TASK DIRECTIONS |
Show the lines below where "ResultEngine" occurs.

MATERIAL FOR THIS EXERCISE |
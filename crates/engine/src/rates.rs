//! Display currency and exchange-rate cache.
//!
//! Rates come from an external [`RateSource`] and are fetched at most once per
//! `(base, target, day)`. Balance computations never wait on a lookup: they
//! read whatever rate is current, falling back to `1.0`.

use std::{
    collections::HashMap,
    sync::{Arc, Mutex},
};

use async_trait::async_trait;
use chrono::{Local, NaiveDate};
use serde::{Deserialize, Serialize};
use tokio::sync::RwLock;
use tracing::{debug, info, warn};

use crate::{Conversion, CurrencyCode, EngineError, ResultEngine};

/// External exchange-rate lookup.
#[async_trait]
pub trait RateSource: Send + Sync {
    /// Value of one unit of `base` expressed in `target`.
    async fn fetch_rate(&self, base: &CurrencyCode, target: &CurrencyCode) -> ResultEngine<f64>;
}

/// A source that always answers with the same rate. Useful offline.
#[derive(Clone, Copy, Debug)]
pub struct FixedRate(pub f64);

#[async_trait]
impl RateSource for FixedRate {
    async fn fetch_rate(&self, _base: &CurrencyCode, _target: &CurrencyCode) -> ResultEngine<f64> {
        Ok(self.0)
    }
}

#[derive(Clone, Debug, PartialEq, Eq, Hash)]
pub struct QuoteKey {
    pub base: CurrencyCode,
    pub target: CurrencyCode,
    pub day: NaiveDate,
}

#[derive(Clone, Copy, Debug, PartialEq)]
enum Quote {
    Pending,
    Ready(f64),
    Failed,
}

/// Daily quote cache. A key is claimed once; later claims on the same day are
/// refused whether the first lookup succeeded or failed.
#[derive(Debug, Default)]
pub struct QuoteCache {
    quotes: Mutex<HashMap<QuoteKey, Quote>>,
}

impl QuoteCache {
    fn quotes(&self) -> std::sync::MutexGuard<'_, HashMap<QuoteKey, Quote>> {
        self.quotes
            .lock()
            .unwrap_or_else(|poisoned| poisoned.into_inner())
    }

    /// Returns `true` when the caller should perform the lookup.
    fn claim(&self, key: &QuoteKey) -> bool {
        let mut quotes = self.quotes();
        if quotes.contains_key(key) {
            return false;
        }
        quotes.insert(key.clone(), Quote::Pending);
        true
    }

    fn settle(&self, key: QuoteKey, rate: Option<f64>) {
        let quote = rate.map_or(Quote::Failed, Quote::Ready);
        self.quotes().insert(key, quote);
    }

    fn is_claimed(&self, key: &QuoteKey) -> bool {
        self.quotes().contains_key(key)
    }

    pub fn get(&self, key: &QuoteKey) -> Option<f64> {
        match self.quotes().get(key) {
            Some(Quote::Ready(rate)) => Some(*rate),
            _ => None,
        }
    }

    /// Most recent successful rate for a pair, on any day.
    pub fn latest(&self, base: &CurrencyCode, target: &CurrencyCode) -> Option<f64> {
        self.quotes()
            .iter()
            .filter(|(k, _)| &k.base == base && &k.target == target)
            .filter_map(|(k, q)| match q {
                Quote::Ready(rate) => Some((k.day, *rate)),
                _ => None,
            })
            .max_by_key(|(day, _)| *day)
            .map(|(_, rate)| rate)
    }
}

/// Current display-currency state as exposed to clients.
#[derive(Clone, Debug, PartialEq, Serialize, Deserialize)]
pub struct CurrencySettings {
    pub base: CurrencyCode,
    pub target: CurrencyCode,
    pub rate: f64,
    pub enabled: bool,
    /// `true` while the rate is a default or a previous day's value.
    pub rate_stale: bool,
}

pub struct CurrencyService {
    state: RwLock<CurrencySettings>,
    cache: QuoteCache,
    source: Arc<dyn RateSource>,
}

impl std::fmt::Debug for CurrencyService {
    fn fmt(&self, f: &mut std::fmt::Formatter<'_>) -> std::fmt::Result {
        f.debug_struct("CurrencyService")
            .field("state", &self.state)
            .field("cache", &self.cache)
            .finish_non_exhaustive()
    }
}

impl CurrencyService {
    pub fn new(
        base: CurrencyCode,
        target: CurrencyCode,
        enabled: bool,
        source: Arc<dyn RateSource>,
    ) -> Self {
        let rate_stale = base != target;
        Self {
            state: RwLock::new(CurrencySettings {
                base,
                target,
                rate: 1.0,
                enabled,
                rate_stale,
            }),
            cache: QuoteCache::default(),
            source,
        }
    }

    pub async fn settings(self: &Arc<Self>) -> CurrencySettings {
        self.roll_over(Local::now().date_naive()).await;
        self.state.read().await.clone()
    }

    /// The conversion every view is rendered with. With conversion disabled
    /// amounts pass through unchanged.
    pub async fn conversion(self: &Arc<Self>) -> Conversion {
        self.roll_over(Local::now().date_naive()).await;
        let state = self.state.read().await;
        if !state.enabled {
            return Conversion::identity(state.base.clone());
        }
        Conversion::new(state.base.clone(), state.target.clone(), state.rate)
    }

    /// Switches the active pair. The rate becomes `1.0` for identical codes,
    /// otherwise the last known rate for the pair (or `1.0`) until today's
    /// lookup completes in the background.
    pub async fn set_pair(
        self: &Arc<Self>,
        base: CurrencyCode,
        target: CurrencyCode,
    ) -> ResultEngine<CurrencySettings> {
        let settings = {
            let mut state = self.state.write().await;
            let today = Local::now().date_naive();
            let key = QuoteKey {
                base: base.clone(),
                target: target.clone(),
                day: today,
            };
            let (rate, stale) = if base == target {
                (1.0, false)
            } else if let Some(rate) = self.cache.get(&key) {
                (rate, false)
            } else {
                (self.cache.latest(&base, &target).unwrap_or(1.0), true)
            };
            state.base = base;
            state.target = target;
            state.rate = rate;
            state.rate_stale = stale;
            info!("currency pair set to {} -> {}", state.base, state.target);
            state.clone()
        };
        self.spawn_refresh();
        Ok(settings)
    }

    pub async fn set_enabled(&self, enabled: bool) -> CurrencySettings {
        let mut state = self.state.write().await;
        state.enabled = enabled;
        state.clone()
    }

    /// Once `today` has no settled quote for the active pair, the current rate
    /// belongs to an earlier day: it is flagged stale and today's lookup is
    /// started in the background.
    pub async fn roll_over(self: &Arc<Self>, today: NaiveDate) {
        let key = {
            let state = self.state.read().await;
            if state.base == state.target {
                return;
            }
            QuoteKey {
                base: state.base.clone(),
                target: state.target.clone(),
                day: today,
            }
        };
        if self.cache.get(&key).is_some() {
            return;
        }
        {
            let mut state = self.state.write().await;
            let same_pair = state.base == key.base && state.target == key.target;
            if same_pair && self.cache.get(&key).is_none() {
                state.rate_stale = true;
            }
        }
        if !self.cache.is_claimed(&key) {
            debug!("rate {}->{} not looked up for {today} yet", key.base, key.target);
            let this = Arc::clone(self);
            tokio::spawn(async move {
                this.refresh_on(today).await;
            });
        }
    }

    /// Starts today's lookup for the active pair without waiting on it.
    pub fn spawn_refresh(self: &Arc<Self>) {
        let this = Arc::clone(self);
        tokio::spawn(async move {
            this.refresh_on(Local::now().date_naive()).await;
        });
    }

    /// Looks the active pair up for `day` unless that key was already tried.
    /// Failures keep the current rate and are logged.
    pub async fn refresh_on(&self, day: NaiveDate) {
        let (base, target) = {
            let state = self.state.read().await;
            (state.base.clone(), state.target.clone())
        };
        if base == target {
            return;
        }
        let key = QuoteKey {
            base: base.clone(),
            target: target.clone(),
            day,
        };
        if !self.cache.claim(&key) {
            debug!("rate {base}->{target} already looked up for {day}");
            return;
        }

        let fetched = match self.source.fetch_rate(&base, &target).await {
            Ok(rate) if rate.is_finite() && rate > 0.0 => Ok(rate),
            Ok(rate) => Err(EngineError::Currency(format!("unusable rate {rate}"))),
            Err(err) => Err(err),
        };

        match fetched {
            Ok(rate) => {
                self.cache.settle(key, Some(rate));
                let mut state = self.state.write().await;
                if state.base == base && state.target == target {
                    state.rate = rate;
                    state.rate_stale = false;
                }
                info!("rate {base}->{target} for {day}: {rate}");
            }
            Err(err) => {
                self.cache.settle(key, None);
                let mut state = self.state.write().await;
                if state.base == base && state.target == target {
                    state.rate_stale = true;
                }
                warn!(
                    "rate lookup {base}->{target} failed, keeping {}: {err}",
                    state.rate
                );
            }
        }
    }
}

ANSWER SPACE |
use crate::{Conversion, CurrencyCode, EngineError, ResultEngine};
    async fn fetch_rate(&self, base: &CurrencyCode, target: &CurrencyCode) -> ResultEngine<f64>;
    async fn fetch_rate(&self, _base: &CurrencyCode, _target: &CurrencyCode) -> ResultEngine<f64> {
    ) -> ResultEngine<CurrencySettings> {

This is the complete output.